Thrust: 8,181.13 kN (1,839,191 lbf).
Specific impulse: 337 s.
Specific impulse sea level: 311 s.
Burn time: 150 s.
Number: 85 .

More... - Chronology...

Associated Countries
Associated Engines
  • RD-171 Glushko Lox/Kerosene rocket engine. 7903 kN. Zenit stage 1. In production. Isp=337s. RD-171 used two-plane gimablling versus one-plane gimablling on RD-170 developed in parallel for Energia. First flight 1985. More...

Associated Launch Vehicles
  • Zenit-2 Ukrainian orbital launch vehicle. Two-stage version that continued to be used for launch of Russian military satellites tailored to it after the fall of the Soviet Union. More...
  • Zenit-2 11K77.05 Ukrainian orbital launch vehicle. Version with a dispenser for multiple Globalstar communications satellite launches. More...
  • Zenit-3SL Ukrainian orbital launch vehicle. From the beginning of the program a Zenit-3 version was proposed for geosynchronous launches using the N1/Proton Block D third stage. This had the potential of replacing the Proton in the role of geosynchronous launcher. It was considered for launch from Australia / Cape York in the 1980's.
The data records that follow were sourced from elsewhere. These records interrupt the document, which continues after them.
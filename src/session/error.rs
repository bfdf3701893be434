//! Session error types

use super::SessionState;
use crate::llm::LlmError;
use crate::tools::DispatchError;
use thiserror::Error;

#[derive(Debug, Error)]
pub enum SessionError {
    #[error("session kind `{name}` is already registered")]
    DuplicateKind {
        name: String,
        /// Set when the factory is already registered under another name
        existing: Option<String>,
    },

    #[error("unknown session kind `{name}`")]
    UnknownKind { name: String },

    #[error("session {session} already exists")]
    DuplicateSession { session: String },

    #[error("session {session} is handling another request")]
    SessionBusy { session: String },

    #[error("cannot {operation} session {session} while {state}")]
    InvalidState {
        session: String,
        state: SessionState,
        operation: &'static str,
    },

    #[error("invalid blueprint for kind `{kind}`: {reason}")]
    InvalidBlueprint { kind: String, reason: String },

    #[error(transparent)]
    Dispatch(#[from] DispatchError),

    #[error("session {session} failed after {nudges} nudge(s) and {restarts} restart(s): {source}")]
    TransientServiceError {
        session: String,
        nudges: u32,
        restarts: u32,
        #[source]
        source: LlmError,
    },

    #[error("session {session} reached {max_round} rounds without finishing")]
    RoundLimitExceeded { session: String, max_round: usize },

    #[error("LLM request failed: {0}")]
    Llm(#[source] LlmError),

    #[error("tool `{tool}` failed: {message}")]
    ToolFault { tool: String, message: String },

    /// The task driving a turn panicked or was cancelled
    #[error("turn for session {session} aborted: {message}")]
    TurnAborted { session: String, message: String },

    #[error("session manager has shut down")]
    ManagerUnavailable,
}

impl SessionError {
    /// Worth retrying the whole request later
    pub fn is_transient(&self) -> bool {
        matches!(
            self,
            SessionError::TransientServiceError { .. } | SessionError::SessionBusy { .. }
        )
    }
}
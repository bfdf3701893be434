//! Per-request entry point: start a conversation or continue a paused one

use super::{
    KindParams, Session, SessionError, SessionHandle, SessionKey, SessionManager, SessionState,
};
use serde::Serialize;
use std::sync::Arc;
use tokio::sync::OwnedMutexGuard;
use tracing::{debug, error, info};

/// Kind used when a new conversation names none
pub const DEFAULT_KIND: &str = "initial";

#[derive(Debug, Clone, PartialEq, Eq, Serialize)]
pub struct ConversationReply {
    pub session_name: String,
    pub last_message: String,
    pub state: SessionState,
}

impl SessionManager {
    /// Route the client's message to its conversation.
    ///
    /// Without a live session one is created (of `kind`, or [`DEFAULT_KIND`])
    /// and initiated; otherwise the paused session continues. Finished and
    /// failed sessions are evicted, so the next message starts over.
    ///
    /// The turn runs on its own task. Dropping the returned future (a client
    /// that went away) does not cancel it; the session still reaches a
    /// resting state and stays usable for the next request.
    pub async fn start_or_continue_conversation(
        self: &Arc<Self>,
        tenant_id: i64,
        conversation_id: i64,
        task: &str,
        kind: Option<&str>,
        params: &KindParams,
    ) -> Result<ConversationReply, SessionError> {
        let key = SessionKey::new(tenant_id, conversation_id);
        let handle = match self.get(key) {
            Some(handle) => {
                if let Some(kind) = kind {
                    debug!(session = %key, kind = %kind, "Ignoring kind for existing session");
                }
                handle
            }
            None => match self.create(key, kind.unwrap_or(DEFAULT_KIND), params) {
                Ok(handle) => handle,
                // A concurrent request created it first
                Err(SessionError::DuplicateSession { session }) => {
                    return Err(SessionError::SessionBusy { session })
                }
                Err(err) => return Err(err),
            },
        };

        let Ok(session) = handle.clone().try_lock_owned() else {
            return Err(SessionError::SessionBusy {
                session: key.session_name(),
            });
        };

        let manager = Arc::clone(self);
        let task = task.to_string();
        let turn =
            tokio::spawn(async move { manager.run_turn(key, &handle, session, &task).await });

        match turn.await {
            Ok(result) => result,
            Err(join_err) => {
                error!(session = %key, error = %join_err, "Conversation turn aborted");
                Err(SessionError::TurnAborted {
                    session: key.session_name(),
                    message: join_err.to_string(),
                })
            }
        }
    }

    /// Drive one client message to a resting state and evict finished sessions
    async fn run_turn(
        &self,
        key: SessionKey,
        handle: &SessionHandle,
        mut session: OwnedMutexGuard<Session>,
        task: &str,
    ) -> Result<ConversationReply, SessionError> {
        let result = if session.state() == SessionState::Init {
            self.engine().initiate(&mut session, task).await
        } else {
            self.engine().continue_chat(&mut session, task).await
        };
        drop(session);

        match result {
            Ok(outcome) => {
                if outcome.state == SessionState::Done {
                    self.pop_if_same(key, handle);
                }
                info!(session = %key, state = %outcome.state, "Conversation turn complete");
                Ok(ConversationReply {
                    session_name: key.session_name(),
                    last_message: outcome.message,
                    state: outcome.state,
                })
            }
            Err(err) => {
                self.pop_if_same(key, handle);
                Err(err)
            }
        }
    }
}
Finally a joint US-Norwegian-Ukraininan-Russian consortium was formed to launch the three stage commercial Zenit from the Odyssey floating launch platform in the Pacific Ocean. More...
  • Zenit-2SLB Ukrainian orbital launch vehicle. Two-stage version of the Zenit-3SL booster developed for the Sea Launch program, modified for launch from ground facilities at Baikonur. Uses the common Zenit-2SB core vehicle with no upper stage. More...
  • Zenit-3SLB Ukrainian orbital launch vehicle. Version of the Zenit-3SL modified for launch from existing ground facilities at Baikonur, using the common Zenit-2SB core vehicle with an upper stage Block DM-SLB designed by RSC Energia (Russia) and a new payload fairing designed by NPO Lavochkin (Russia). More...

Associated Propellants
  • Lox/Kerosene Liquid oxygen was the earliest, cheapest, safest, and eventually the preferred oxidiser for large space launchers. Its main drawback is that it is moderately cryogenic, and therefore not suitable for military uses where storage of the fuelled missile and quick launch are required. In January 1953 Rocketdyne commenced the REAP program to develop a number of improvements to the engines being developed for the Navaho and Atlas missiles. Among these was development of a special grade of kerosene suitable for rocket engines. Prior to that any number of rocket propellants derived from petroleum had been used. Goddard had begun with gasoline, and there were experimental engines powered by kerosene, diesel oil, paint thinner, or jet fuel kerosene JP-4 or JP-5. The wide variance in physical properties among fuels of the same class led to the identification of narrow-range petroleum fractions, embodied in 1954 in the standard US kerosene rocket fuel RP-1, covered by Military Specification MIL-R-25576. In Russia, similar specifications were developed for kerosene under the specifications T-1 and RG-1. The Russians also developed a compound of unknown formulation in the 1980's known as 'Sintin', or synthetic kerosene. More...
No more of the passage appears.